• **TASK ITEM**:
Show all lines of the listing that hold the word "initial".

╭─ INFORMATION SHOWN

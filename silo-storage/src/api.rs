//! Configuration API: create/read/update/delete of storage declarations.
//!
//! Every operation runs under the cluster configuration lock. Mutations are
//! all-or-nothing at the file level; updates carry an optional digest
//! precondition so concurrent writers fail instead of clobbering each other.
//! Backend side effects (VG creation, activation) run before the config
//! write, so a failed write can leave backend state needing manual
//! reconciliation; errors name the step that failed.

use crate::registry::PluginRegistry;
use crate::section::{self, StorageConfig, StorageEntries, LOCAL_STORAGE_ID};
use async_trait::async_trait;
use silo_core::{
    parse_volume_id, CommandRunner, CommandSpec, LockGuard, Result, SiloError, StorageLocker,
};
use std::collections::BTreeMap;
use std::path::PathBuf;
use std::sync::Arc;
use std::time::Duration;
use tracing::info;
use uuid::Uuid;

const CONFIG_LOCK_NAME: &str = "storage.cfg";
const CONFIG_LOCK_TIMEOUT: Duration = Duration::from_secs(10);

/// Raw access to the shared `storage.cfg` bytes. The production arm sits on
/// the cluster filesystem, which distributes writes to all nodes.
#[async_trait]
pub trait ConfigStore: Send + Sync {
    async fn read(&self) -> Result<String>;

    /// Replace the configuration atomically.
    async fn write(&self, raw: &str) -> Result<()>;
}

/// File-backed store; writes go to a temp file followed by a rename.
pub struct FileStore {
    path: PathBuf,
}

impl FileStore {
    pub fn new(path: impl Into<PathBuf>) -> Self {
        FileStore { path: path.into() }
    }
}

#[async_trait]
impl ConfigStore for FileStore {
    async fn read(&self) -> Result<String> {
        match tokio::fs::read_to_string(&self.path).await {
            Ok(raw) => Ok(raw),
            Err(e) if e.kind() == std::io::ErrorKind::NotFound => Ok(String::new()),
            Err(e) => Err(e.into()),
        }
    }

    async fn write(&self, raw: &str) -> Result<()> {
        let tmp = self.path.with_extension(format!("tmp.{}", Uuid::new_v4()));
        tokio::fs::write(&tmp, raw).await?;
        match tokio::fs::rename(&tmp, &self.path).await {
            Ok(()) => Ok(()),
            Err(e) => {
                let _ = tokio::fs::remove_file(&tmp).await;
                Err(e.into())
            }
        }
    }
}

/// In-memory store for tests.
#[derive(Default)]
pub struct MemoryStore {
    raw: tokio::sync::RwLock<String>,
}

impl MemoryStore {
    pub fn new(initial: impl Into<String>) -> Self {
        MemoryStore {
            raw: tokio::sync::RwLock::new(initial.into()),
        }
    }
}

#[async_trait]
impl ConfigStore for MemoryStore {
    async fn read(&self) -> Result<String> {
        Ok(self.raw.read().await.clone())
    }

    async fn write(&self, raw: &str) -> Result<()> {
        *self.raw.write().await = raw.to_string();
        Ok(())
    }
}

pub struct ConfigApi {
    registry: Arc<PluginRegistry>,
    store: Arc<dyn ConfigStore>,
    locker: Arc<StorageLocker>,
    runner: Arc<dyn CommandRunner>,
}

impl ConfigApi {
    pub fn new(
        registry: Arc<PluginRegistry>,
        store: Arc<dyn ConfigStore>,
        locker: Arc<StorageLocker>,
        runner: Arc<dyn CommandRunner>,
    ) -> Self {
        ConfigApi {
            registry,
            store,
            locker,
            runner,
        }
    }

    async fn lock_config(&self) -> Result<LockGuard> {
        // The configuration is cluster-wide, so this always takes the
        // cluster arm.
        self.locker
            .lock(CONFIG_LOCK_NAME, true, CONFIG_LOCK_TIMEOUT)
            .await
    }

    async fn load(&self) -> Result<StorageEntries> {
        let raw = self.store.read().await?;
        section::parse_config(&self.registry, &raw)
    }

    async fn persist(&self, entries: &BTreeMap<String, StorageConfig>) -> Result<String> {
        let raw = section::write_config(entries);
        self.store.write(&raw).await?;
        Ok(section::config_digest(&raw))
    }

    /// All entries, optionally restricted to one storage type, plus the
    /// current digest. Visibility filtering is the caller's concern.
    pub async fn list(&self, ty: Option<&str>) -> Result<(Vec<StorageConfig>, String)> {
        let _lock = self.lock_config().await?;
        let cfg = self.load().await?;
        let list = cfg
            .entries
            .values()
            .filter(|scfg| ty.is_none_or(|want| scfg.ty == want))
            .cloned()
            .collect();
        Ok((list, cfg.digest))
    }

    pub async fn read(&self, storeid: &str) -> Result<(StorageConfig, String)> {
        let _lock = self.lock_config().await?;
        let cfg = self.load().await?;
        let scfg = cfg.get(storeid)?.clone();
        Ok((scfg, cfg.digest))
    }

    pub async fn create(&self, params: &BTreeMap<String, String>) -> Result<()> {
        let _lock = self.lock_config().await?;
        let mut cfg = self.load().await?;

        let storeid = params
            .get("storage")
            .ok_or_else(|| SiloError::InvalidOption {
                option: "storage".to_string(),
                reason: "missing".to_string(),
            })?
            .clone();
        if cfg.entries.contains_key(&storeid) {
            return Err(SiloError::StorageExists(storeid));
        }

        let scfg = self.registry.check_config(&storeid, params, true, true)?;
        let plugin = self.registry.lookup(&scfg.ty)?;

        // An LVM storage on top of an iSCSI LUN: resolve and activate the
        // base, then create the volume group on its device.
        if scfg.ty == "lvm" {
            if let Some(base) = &scfg.base {
                let (base_store, base_volname) = parse_volume_id(base)?;
                let base_scfg = cfg
                    .entries
                    .get(base_store)
                    .ok_or_else(|| SiloError::NoSuchStorage(base_store.to_string()))?;
                if base_scfg.ty != "iscsi" {
                    return Err(SiloError::Config(format!(
                        "base storage ID '{base_store}' is not of type 'iscsi'"
                    )));
                }
                let base_plugin = self.registry.lookup(&base_scfg.ty)?;
                base_plugin
                    .activate_storage(base_scfg)
                    .await
                    .map_err(|e| e.in_storage(base_store))?;
                let device = base_plugin.path(base_scfg, base_volname, None).await?;
                let vgname = scfg.vgname.as_deref().ok_or_else(|| {
                    SiloError::Config(format!("storage '{storeid}' has no vgname"))
                })?;
                self.runner
                    .run_checked(CommandSpec::new(["vgcreate", vgname, device.path.as_str()]))
                    .await?;
            }
        }

        if !scfg.disable {
            plugin
                .activate_storage(&scfg)
                .await
                .map_err(|e| e.in_storage(&storeid))?;
        }

        cfg.entries.insert(storeid.clone(), scfg);
        self.persist(&cfg.entries).await?;
        info!(storage = %storeid, "storage created");
        Ok(())
    }

    /// Merge options over an existing entry; `digest`, when given, must match
    /// the configuration the caller saw. Returns the new digest.
    pub async fn update(
        &self,
        storeid: &str,
        params: &BTreeMap<String, String>,
        digest: Option<&str>,
    ) -> Result<String> {
        let _lock = self.lock_config().await?;
        let mut cfg = self.load().await?;

        if let Some(expected) = digest {
            if expected != cfg.digest {
                return Err(SiloError::DigestMismatch(CONFIG_LOCK_NAME.to_string()));
            }
        }

        let scfg = cfg
            .entries
            .get_mut(storeid)
            .ok_or_else(|| SiloError::NoSuchStorage(storeid.to_string()))?;
        self.registry.check_update(scfg, params)?;

        let new_digest = self.persist(&cfg.entries).await?;
        info!(storage = %storeid, "storage updated");
        Ok(new_digest)
    }

    pub async fn delete(&self, storeid: &str) -> Result<()> {
        let _lock = self.lock_config().await?;
        let mut cfg = self.load().await?;

        if storeid == LOCAL_STORAGE_ID {
            return Err(SiloError::Config(
                "cannot remove storage 'local'".to_string(),
            ));
        }
        if !cfg.entries.contains_key(storeid) {
            return Err(SiloError::NoSuchStorage(storeid.to_string()));
        }

        for (other_id, other) in &cfg.entries {
            if other_id == storeid {
                continue;
            }
            if let Some(base) = &other.base {
                let refers = parse_volume_id(base)
                    .map(|(base_store, _)| base_store == storeid)
                    .unwrap_or(false);
                if refers {
                    return Err(SiloError::UsedAsBase(storeid.to_string()));
                }
            }
        }

        cfg.entries.remove(storeid);
        self.persist(&cfg.entries).await?;
        info!(storage = %storeid, "storage removed");
        Ok(())
    }
}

╰─

• **TASK ANSWER**:
    pub fn new(initial: impl Into<String>) -> Self {
            raw: tokio::sync::RwLock::new(initial.into()),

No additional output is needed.